→ Assignment:
I need the number of lines in the data that include "bottom"; reply with that number alone.

→ Data records:

use std::collections::HashMap;
use std::path::Path;

use anyhow::{Context, Result};
use image::{ColorType, DynamicImage, Rgba, RgbaImage};

use crate::coords::{Rect, RectI, Vec2};
use crate::paint::{BlendMode, Color, ScaleMode};
use crate::texture::{LoadedImage, NativeTexture, PixelFormat};

use super::{Blit, Rasterizer};

/// Framebuffer configuration.
#[derive(Debug, Clone)]
pub struct SoftwareRasterizerConfig {
    pub width: u32,
    pub height: u32,
}

impl Default for SoftwareRasterizerConfig {
    fn default() -> Self {
        Self { width: 1280, height: 720 }
    }
}

/// Decoded image, stored premultiplied.
#[derive(Debug)]
struct Surface {
    width: u32,
    height: u32,
    texels: Vec<Color>,
}

impl Surface {
    #[inline]
    fn texel(&self, x: i32, y: i32) -> Color {
        self.texels[y as usize * self.width as usize + x as usize]
    }
}

/// CPU rasterizer drawing into an RGBA8 framebuffer.
///
/// Drawing goes to a premultiplied back buffer; [`present`](Rasterizer::present)
/// converts it to the straight-alpha [`frame`](Self::frame) image.
#[derive(Debug)]
pub struct SoftwareRasterizer {
    width: u32,
    height: u32,
    back: Vec<Color>,
    front: RgbaImage,
    clear_color: Color,
    images: HashMap<NativeTexture, Surface>,
    next_native: u64,
    frames_presented: u64,
}

impl SoftwareRasterizer {
    pub fn new(config: SoftwareRasterizerConfig) -> Self {
        let (width, height) = (config.width, config.height);
        Self {
            width,
            height,
            back: vec![Color::transparent(); width as usize * height as usize],
            front: RgbaImage::new(width, height),
            clear_color: Color::transparent(),
            images: HashMap::new(),
            next_native: 0,
            frames_presented: 0,
        }
    }

    /// Resizes the framebuffer. Contents are discarded.
    pub fn resize(&mut self, width: u32, height: u32) {
        self.width = width;
        self.height = height;
        self.back = vec![Color::transparent(); width as usize * height as usize];
        self.front = RgbaImage::new(width, height);
    }

    #[inline]
    pub fn size(&self) -> (u32, u32) {
        (self.width, self.height)
    }

    /// The most recently presented frame.
    #[inline]
    pub fn frame(&self) -> &RgbaImage {
        &self.front
    }

    #[inline]
    pub fn frames_presented(&self) -> u64 {
        self.frames_presented
    }

    #[inline]
    pub fn image_count(&self) -> usize {
        self.images.len()
    }

    /// Uploads an in-memory image (procedural textures, tests).
    pub fn upload(&mut self, image: &RgbaImage) -> LoadedImage {
        self.insert_surface(image, PixelFormat::Rgba8)
    }

    fn insert_surface(&mut self, image: &RgbaImage, format: PixelFormat) -> LoadedImage {
        let texels = image
            .pixels()
            .map(|p| Color::from_srgb_u8(p[0], p[1], p[2], p[3]))
            .collect();

        self.next_native += 1;
        let native = NativeTexture(self.next_native);
        let (width, height) = image.dimensions();
        self.images.insert(native, Surface { width, height, texels });

        LoadedImage { native, width, height, format }
    }

    fn upload_dynamic(&mut self, image: DynamicImage) -> LoadedImage {
        let format = pixel_format(image.color());
        self.insert_surface(&image.to_rgba8(), format)
    }
}

impl Rasterizer for SoftwareRasterizer {
    fn set_clear_color(&mut self, color: Color) {
        self.clear_color = color;
    }

    fn clear(&mut self) {
        self.back.fill(self.clear_color);
    }

    fn present(&mut self) {
        let width = self.width as usize;
        let back = &self.back;
        self.front = RgbaImage::from_fn(self.width, self.height, |x, y| {
            Rgba(back[y as usize * width + x as usize].to_srgb_u8())
        });
        self.frames_presented += 1;
    }

    fn blit(&mut self, blit: &Blit) {
        let Some(surface) = self.images.get(&blit.texture) else {
            log::warn!("blit from unknown image {:?}", blit.texture);
            return;
        };
        let mut target = Target { pixels: &mut self.back, width: self.width, height: self.height };

        let dst = blit.dst.normalized();
        let Some(src) = clip_region(blit.src, surface) else { return };
        if dst.is_empty() {
            return;
        }

        let center = dst.center();
        let half = dst.size * 0.5;
        let (sin, cos) = blit.rotation.to_radians().sin_cos();
        let rotate = |v: Vec2| Vec2::new(v.x * cos - v.y * sin, v.x * sin + v.y * cos);

        let corners = [
            Vec2::new(-half.x, -half.y),
            Vec2::new(half.x, -half.y),
            Vec2::new(half.x, half.y),
            Vec2::new(-half.x, half.y),
        ];
        let (min, max) = corners.iter().fold(
            (Vec2::new(f32::MAX, f32::MAX), Vec2::new(f32::MIN, f32::MIN)),
            |(min, max), &c| {
                let p = rotate(c) + center;
                (min.min(p), max.max(p))
            },
        );
        let Some((x0, y0, x1, y1)) = target.clip_span(min, max) else { return };

        for py in y0..y1 {
            for px in x0..x1 {
                let d = Vec2::new(px as f32 + 0.5, py as f32 + 0.5) - center;
                // Inverse rotation back into the unrotated destination rect.
                let local = Vec2::new(d.x * cos + d.y * sin, -d.x * sin + d.y * cos) + half;
                if local.x < 0.0 || local.y < 0.0 || local.x >= dst.size.x || local.y >= dst.size.y {
                    continue;
                }

                let mut u = local.x / dst.size.x;
                let mut v = local.y / dst.size.y;
                if blit.flip.horizontal() {
                    u = 1.0 - u;
                }
                if blit.flip.vertical() {
                    v = 1.0 - v;
                }

                let sx = src.x as f32 + u * src.w as f32;
                let sy = src.y as f32 + v * src.h as f32;
                let texel = sample(surface, src, sx, sy, blit.scale_mode);
                target.blend(px, py, texel * blit.modulate, blit.blend);
            }
        }
    }

    fn fill_rect(&mut self, rect: Rect, color: Color, blend: BlendMode) {
        let rect = rect.normalized();
        let mut target = Target { pixels: &mut self.back, width: self.width, height: self.height };
        let min = rect.min().round();
        let max = rect.max().round();
        let Some((x0, y0, x1, y1)) = target.clip_span(min, max) else { return };

        for py in y0..y1 {
            for px in x0..x1 {
                target.blend(px, py, color, blend);
            }
        }
    }

    fn draw_line(&mut self, from: Vec2, to: Vec2, color: Color, blend: BlendMode) {
        let mut target = Target { pixels: &mut self.back, width: self.width, height: self.height };
        let Some(((x0, y0), (x1, y1))) = target.clip_segment(from, to) else { return };

        let (mut x, mut y) = (x0.round() as i64, y0.round() as i64);
        let (x_end, y_end) = (x1.round() as i64, y1.round() as i64);

        // Bresenham, endpoints inclusive.
        let dx = (x_end - x).abs();
        let dy = -(y_end - y).abs();
        let step_x = if x < x_end { 1 } else { -1 };
        let step_y = if y < y_end { 1 } else { -1 };
        let mut err = dx + dy;

        loop {
            target.blend(x as i32, y as i32, color, blend);
            if x == x_end && y == y_end {
                break;
            }
            let e2 = 2 * err;
            if e2 >= dy {
                err += dy;
                x += step_x;
            }
            if e2 <= dx {
                err += dx;
                y += step_y;
            }
        }
    }

    fn load_image(&mut self, path: &Path) -> Result<LoadedImage> {
        let image = image::open(path)
            .with_context(|| format!("failed to decode image {}", path.display()))?;
        anyhow::ensure!(
            image.width() > 0 && image.height() > 0,
            "image {} has zero size",
            path.display()
        );
        Ok(self.upload_dynamic(image))
    }

    fn destroy_image(&mut self, native: NativeTexture) {
        if self.images.remove(&native).is_none() {
            log::warn!("destroy of unknown image {native:?}");
        }
    }
}

/// Mutable view of the back buffer.
struct Target<'a> {
    pixels: &'a mut [Color],
    width: u32,
    height: u32,
}

impl Target<'_> {
    /// Pixel span covering `[min, max)`, clipped to the framebuffer.
    fn clip_span(&self, min: Vec2, max: Vec2) -> Option<(i32, i32, i32, i32)> {
        let x0 = (min.x.floor() as i32).max(0);
        let y0 = (min.y.floor() as i32).max(0);
        let x1 = (max.x.ceil() as i32).min(self.width as i32);
        let y1 = (max.y.ceil() as i32).min(self.height as i32);
        (x0 < x1 && y0 < y1).then_some((x0, y0, x1, y1))
    }

    /// Liang-Barsky clip of a segment to the pixel-center box
    /// `[0, width - 1] x [0, height - 1]`, in f64.
    fn clip_segment(&self, from: Vec2, to: Vec2) -> Option<((f64, f64), (f64, f64))> {
        if !from.is_finite() || !to.is_finite() || self.width == 0 || self.height == 0 {
            return None;
        }
        let max_x = f64::from(self.width - 1);
        let max_y = f64::from(self.height - 1);
        let (fx, fy) = (f64::from(from.x), f64::from(from.y));
        let (dx, dy) = (f64::from(to.x) - fx, f64::from(to.y) - fy);

        let (mut t0, mut t1) = (0.0f64, 1.0f64);
        for (p, q) in [(-dx, fx), (dx, max_x - fx), (-dy, fy), (dy, max_y - fy)] {
            if p == 0.0 {
                if q < 0.0 {
                    return None;
                }
                continue;
            }
            let r = q / p;
            if p < 0.0 {
                if r > t1 {
                    return None;
                }
                t0 = t0.max(r);
            } else {
                if r < t0 {
                    return None;
                }
                t1 = t1.min(r);
            }
        }

        let at = |t: f64| ((fx + dx * t).clamp(0.0, max_x), (fy + dy * t).clamp(0.0, max_y));
        Some((at(t0), at(t1)))
    }

    #[inline]
    fn blend(&mut self, x: i32, y: i32, src: Color, mode: BlendMode) {
        if x < 0 || y < 0 || x >= self.width as i32 || y >= self.height as i32 {
            return;
        }
        let idx = y as usize * self.width as usize + x as usize;
        self.pixels[idx] = blend(self.pixels[idx], src, mode);
    }
}

fn blend(dst: Color, src: Color, mode: BlendMode) -> Color {
    let out = match mode {
        BlendMode::None => src,
        BlendMode::Blend => {
            let k = 1.0 - src.a;
            Color::from_premul(src.r + dst.r * k, src.g + dst.g * k, src.b + dst.b * k, src.a + dst.a * k)
        }
        BlendMode::Add => Color::from_premul(src.r + dst.r, src.g + dst.g, src.b + dst.b, dst.a),
        BlendMode::Modulate => Color::from_premul(src.r * dst.r, src.g * dst.g, src.b * dst.b, dst.a),
        BlendMode::Multiply => {
            let k = 1.0 - src.a;
            Color::from_premul(
                src.r * dst.r + dst.r * k,
                src.g * dst.g + dst.g * k,
                src.b * dst.b + dst.b * k,
                dst.a,
            )
        }
    };
    out.clamped()
}

fn clip_region(region: RectI, surface: &Surface) -> Option<RectI> {
    let (w, h) = (surface.width as i32, surface.height as i32);
    let x0 = region.x.clamp(0, w);
    let y0 = region.y.clamp(0, h);
    let x1 = region.x.saturating_add(region.w).clamp(0, w);
    let y1 = region.y.saturating_add(region.h).clamp(0, h);
    let clipped = RectI::new(x0, y0, x1 - x0, y1 - y0);
    clipped.has_area().then_some(clipped)
}

fn sample(surface: &Surface, region: RectI, sx: f32, sy: f32, mode: ScaleMode) -> Color {
    let (min_x, max_x) = (region.x, region.x + region.w - 1);
    let (min_y, max_y) = (region.y, region.y + region.h - 1);

    match mode {
        ScaleMode::Nearest => {
            surface.texel((sx.floor() as i32).clamp(min_x, max_x), (sy.floor() as i32).clamp(min_y, max_y))
        }
        ScaleMode::Linear => {
            let fx = sx - 0.5;
            let fy = sy - 0.5;
            let ix = fx.floor();
            let iy = fy.floor();
            let (tx, ty) = (fx - ix, fy - iy);
            let x0 = (ix as i32).clamp(min_x, max_x);
            let y0 = (iy as i32).clamp(min_y, max_y);
            let x1 = (x0 + 1).min(max_x);
            let y1 = (y0 + 1).min(max_y);

            let top = lerp(surface.texel(x0, y0), surface.texel(x1, y0), tx);
            let bottom = lerp(surface.texel(x0, y1), surface.texel(x1, y1), tx);
            lerp(top, bottom, ty)
        }
    }
}

#[inline]
fn lerp(a: Color, b: Color, t: f32) -> Color {
    Color::from_premul(
        a.r + (b.r - a.r) * t,
        a.g + (b.g - a.g) * t,
        a.b + (b.b - a.b) * t,
        a.a + (b.a - a.a) * t,
    )
}

fn pixel_format(color: ColorType) -> PixelFormat {
    match color {
        ColorType::L8 => PixelFormat::L8,
        ColorType::La8 => PixelFormat::La8,
        ColorType::Rgb8 => PixelFormat::Rgb8,
        ColorType::Rgba8 => PixelFormat::Rgba8,
        ColorType::L16 => PixelFormat::L16,
        ColorType::La16 => PixelFormat::La16,
        ColorType::Rgb16 => PixelFormat::Rgb16,
        ColorType::Rgba16 => PixelFormat::Rgba16,
        ColorType::Rgb32F => PixelFormat::Rgb32F,
        ColorType::Rgba32F => PixelFormat::Rgba32F,
        _ => PixelFormat::Other,
    }
}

→ Your response:
2